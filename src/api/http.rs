use std::time::Instant;

use async_trait::async_trait;
use serde::de::DeserializeOwned;
use serde::Serialize;
use tracing::{debug, warn};

use super::{Api, ApiError, AvailabilityRequest, Endpoints};
use crate::config::ClientConfig;
use crate::observability::{status_label, REQUESTS_TOTAL, REQUEST_DURATION_SECONDS};
use crate::records::{AvailabilityRecord, ResourceRecord, ServiceAvailabilityRecord};
use crate::reservation::{
    PriceCalculationData, PriceCalculationRequest, ReservationSaveRequest, ReservationSaveResponse,
};

const MAX_ERROR_BODY_CHARS: usize = 200;

/// `Api` over HTTPS. The API key travels as a bearer token.
pub struct HttpApi {
    http: reqwest::Client,
    endpoints: Endpoints,
    api_key: String,
}

impl HttpApi {
    pub fn new(config: &ClientConfig) -> Result<Self, ApiError> {
        let http = reqwest::Client::builder().timeout(config.timeout).build()?;
        Ok(Self {
            http,
            endpoints: Endpoints::new(config.base_url()),
            api_key: config.api_key.clone(),
        })
    }

    pub fn endpoints(&self) -> &Endpoints {
        &self.endpoints
    }

    async fn get<T: DeserializeOwned>(&self, endpoint: &'static str, url: url::Url) -> Result<T, ApiError> {
        self.send(endpoint, self.http.get(url)).await
    }

    async fn post<B: Serialize + Sync, T: DeserializeOwned>(
        &self,
        endpoint: &'static str,
        url: url::Url,
        body: &B,
    ) -> Result<T, ApiError> {
        self.send(endpoint, self.http.post(url).json(body)).await
    }

    async fn send<T: DeserializeOwned>(
        &self,
        endpoint: &'static str,
        request: reqwest::RequestBuilder,
    ) -> Result<T, ApiError> {
        let started = Instant::now();
        let outcome = request.bearer_auth(&self.api_key).send().await;

        let status = outcome.as_ref().ok().map(|r| r.status().as_u16());
        metrics::counter!(REQUESTS_TOTAL, "endpoint" => endpoint, "status" => status_label(status))
            .increment(1);
        metrics::histogram!(REQUEST_DURATION_SECONDS, "endpoint" => endpoint)
            .record(started.elapsed().as_secs_f64());

        let response = outcome?;
        let status = response.status();
        let body = response.bytes().await?;
        if !status.is_success() {
            warn!(endpoint, status = status.as_u16(), "request failed");
            return Err(ApiError::Status {
                endpoint,
                status: status.as_u16(),
                body: String::from_utf8_lossy(&body)
                    .chars()
                    .take(MAX_ERROR_BODY_CHARS)
                    .collect(),
            });
        }
        debug!(endpoint, bytes = body.len(), "response received");
        Ok(serde_json::from_slice(&body)?)
    }
}

#[async_trait]
impl Api for HttpApi {
    async fn get_resources(&self, fields: &[String]) -> Result<Vec<ResourceRecord>, ApiError> {
        self.get("resources", self.endpoints.resources(fields)?).await
    }

    async fn get_child_resources(
        &self,
        parent_id: &str,
        fields: &[String],
    ) -> Result<Vec<ResourceRecord>, ApiError> {
        self.get("child_resources", self.endpoints.child_resources(parent_id, fields)?)
            .await
    }

    async fn get_availability(
        &self,
        request: &AvailabilityRequest,
    ) -> Result<Vec<AvailabilityRecord>, ApiError> {
        self.post("availability", self.endpoints.availability()?, request).await
    }

    async fn get_service_availability(
        &self,
        request: &AvailabilityRequest,
    ) -> Result<Vec<ServiceAvailabilityRecord>, ApiError> {
        self.post("service_availability", self.endpoints.service_availability()?, request)
            .await
    }

    async fn save_reservation(
        &self,
        request: &ReservationSaveRequest,
    ) -> Result<ReservationSaveResponse, ApiError> {
        self.post("reservations", self.endpoints.reservations()?, request).await
    }

    async fn calculate_price(
        &self,
        request: &PriceCalculationRequest,
    ) -> Result<PriceCalculationData, ApiError> {
        self.post("price_calculation", self.endpoints.price_calculation()?, request)
            .await
    }
}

——

Return the opening line of the data and every line after it through the line containing "pub fn new(config: &ClientConfig)", please, exactly as written and with nothing added.

filename src/api/http.rs
use std::time::Instant;

use async_trait::async_trait;
use serde::de::DeserializeOwned;
use serde::Serialize;
use tracing::{debug, warn};

use super::{Api, ApiError, AvailabilityRequest, Endpoints};
use crate::config::ClientConfig;
use crate::observability::{status_label, REQUESTS_TOTAL, REQUEST_DURATION_SECONDS};
use crate::records::{AvailabilityRecord, ResourceRecord, ServiceAvailabilityRecord};
use crate::reservation::{
    PriceCalculationData, PriceCalculationRequest, ReservationSaveRequest, ReservationSaveResponse,
};

const MAX_ERROR_BODY_CHARS: usize = 200;

/// `Api` over HTTPS. The API key travels as a bearer token.
pub struct HttpApi {
    http: reqwest::Client,
    endpoints: Endpoints,
    api_key: String,
}

impl HttpApi {
    pub fn new(config: &ClientConfig) -> Result<Self, ApiError> {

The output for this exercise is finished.